Surround view by drones

An apparatus includes a visual display to be viewed by a vehicle occupant. At least one drone includes a camera. A controller is configured to receive images from the camera on the at least one drone and generate an overhead view of the vehicle based on the images received from the at least one drone and display the overhead view on the visual display.

BACKGROUND

A vehicle can include a plurality of cameras that generate images of vehicle position that are combined together to present the driver with an overhead view of a position of the vehicle in relation to a surrounding environment. This type of visual display can assist the driver when maneuvering in tight constraints. In certain situations, the coverage provided by the cameras may be insufficient to fully understand the position of the vehicle in relation to the surrounding environment.

SUMMARY

In one exemplary embodiment, an apparatus includes a visual display to be viewed by a vehicle occupant. At least one drone includes a camera. A controller is configured to receive images from the camera on the at least one drone and generate an overhead view of the vehicle based on the images received from the at least one drone and display the overhead view on the visual display.

In a further embodiment of any of the above, the vehicle is coupled to a trailer and the overhead view shows both the vehicle and the trailer.

In a further embodiment of any of the above, the vehicle is provided with at least one camera to generate vehicle position data for the overhead view of the vehicle. The at least one drone is used to extend a visualization area to include position data for the trailer.

In a further embodiment of any of the above, the at least one drone is deployed from the vehicle, the trailer, or nearby infrastructure.

In a further embodiment of any of the above, the visual display displays images generated by at least one camera associated with the vehicle.

In a further embodiment of any of the above, the at least one camera includes a plurality of camera.

In a further embodiment of any of the above, the overhead view includes a 360 degree surround overhead view of the vehicle.

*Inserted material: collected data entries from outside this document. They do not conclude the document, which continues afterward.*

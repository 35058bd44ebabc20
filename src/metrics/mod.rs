//! Prometheus metrics for the marquee coordinator
//!
//! Call `init_metrics()` at application startup to register all metrics.
//! If initialization fails, metrics operations become no-ops.

use prometheus::{
    register_counter_vec, register_histogram_vec, register_int_counter_vec, CounterVec, Encoder,
    HistogramVec, IntCounterVec, TextEncoder,
};
use std::sync::OnceLock;

/// Container for all coordinator metrics
struct CoordinatorMetrics {
    lease_acquired: IntCounterVec,
    refresh_outcomes: IntCounterVec,
    merge_activity: CounterVec,
    fetch_duration: HistogramVec,
}

/// Global storage for coordinator metrics
static METRICS: OnceLock<CoordinatorMetrics> = OnceLock::new();

/// Register all metrics. Safe to call more than once.
pub fn init_metrics() {
    let _ = METRICS.get_or_init(|| {
        let lease_acquired = register_int_counter_vec!(
            "marquee_lease_acquired_total",
            "Lease acquisitions by holder class",
            &["class"]
        )
        .unwrap_or_else(|_| IntCounterVec::new(
            prometheus::Opts::new("noop_lease", "noop"),
            &["class"],
        )
        .unwrap());

        let refresh_outcomes = register_int_counter_vec!(
            "marquee_refresh_outcomes_total",
            "Refresh cycle outcomes by holder class and result",
            &["class", "outcome"]
        )
        .unwrap_or_else(|_| IntCounterVec::new(
            prometheus::Opts::new("noop_outcomes", "noop"),
            &["class", "outcome"],
        )
        .unwrap());

        let merge_activity = register_counter_vec!(
            "marquee_merge_activity_total",
            "Showtimes added and pruned by reconcile passes",
            &["kind"]
        )
        .unwrap_or_else(|_| CounterVec::new(
            prometheus::Opts::new("noop_merge", "noop"),
            &["kind"],
        )
        .unwrap());

        let fetch_duration = register_histogram_vec!(
            "marquee_fetch_duration_seconds",
            "External acquirer call duration",
            &["class"],
            vec![0.5, 1.0, 5.0, 15.0, 60.0, 180.0, 600.0]
        )
        .unwrap_or_else(|_| HistogramVec::new(
            prometheus::HistogramOpts::new("noop_fetch", "noop"),
            &["class"],
        )
        .unwrap());

        CoordinatorMetrics {
            lease_acquired,
            refresh_outcomes,
            merge_activity,
            fetch_duration,
        }
    });
}

/// Record a successful lease acquisition
pub fn record_lease_acquired(class: &str) {
    if let Some(m) = METRICS.get() {
        m.lease_acquired.with_label_values(&[class]).inc();
    }
}

/// Record the outcome of a refresh cycle for one key
pub fn record_refresh_outcome(class: &str, outcome: &str) {
    if let Some(m) = METRICS.get() {
        m.refresh_outcomes
            .with_label_values(&[class, outcome])
            .inc();
    }
}

/// Record merge engine activity
pub fn record_merge_activity(added: usize, pruned: usize) {
    if let Some(m) = METRICS.get() {
        m.merge_activity
            .with_label_values(&["added"])
            .inc_by(added as f64);
        m.merge_activity
            .with_label_values(&["pruned"])
            .inc_by(pruned as f64);
    }
}

/// Record the duration of an external fetch call
pub fn record_fetch_duration(class: &str, seconds: f64) {
    if let Some(m) = METRICS.get() {
        m.fetch_duration
            .with_label_values(&[class])
            .observe(seconds);
    }
}

/// Encode all registered metrics in the Prometheus text format
pub fn encode_metrics() -> String {
    let encoder = TextEncoder::new();
    let families = prometheus::gather();
    let mut buffer = Vec::new();
    if encoder.encode(&families, &mut buffer).is_err() {
        return String::new();
    }
    String::from_utf8(buffer).unwrap_or_default()
}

In a further embodiment of any of the above, the at least one drone is maneuvered by the vehicle occupant via HMI.

In another exemplary embodiment, a method of providing an overhead view of a vehicle includes (a) deploying at least one drone in response to the vehicle on a drivable surface encountering a visual obstruction relative to the vehicle, (b) generating an overhead view of the vehicle based at least on images from the at least one drone and (c) displaying the overhead view on a visual display.

In a further embodiment of any of the above, step (a) includes deploying the at least one drone from a docking station on at least one of the vehicle, a trailer coupled to the vehicle, or nearby infrastructure.

In a further embodiment of any of the above, step (b) includes generating the overhead view of the vehicle based on images from the at least one drone and images from at least one camera associated with the vehicle.

In a further embodiment of any of the above, the at least one drone extends a field of view surrounding the vehicle beyond a field of view of the at least one camera on the vehicle.

In a further embodiment of any of the above, the visual obstruction relative to vehicle includes reversing the vehicle along the drivable surface.

In a further embodiment of any of the above, the visual obstruction relative to the vehicle includes a structure adjacent the drivable surface.

In a further embodiment of any of the above, step (a) includes maneuvering the drone based on a position of the vehicle relative to the drivable surface.

In a further embodiment of any of the above, the position of the vehicle relative to the drivable surface includes the vehicle at an intersection of multiple drivable surfaces.

In a further embodiment of any of the above, the vehicle is coupled to a trailer.

In a further embodiment of any of the above, step (b) includes modifying the overhead view of the vehicle based on input from a vehicle occupant.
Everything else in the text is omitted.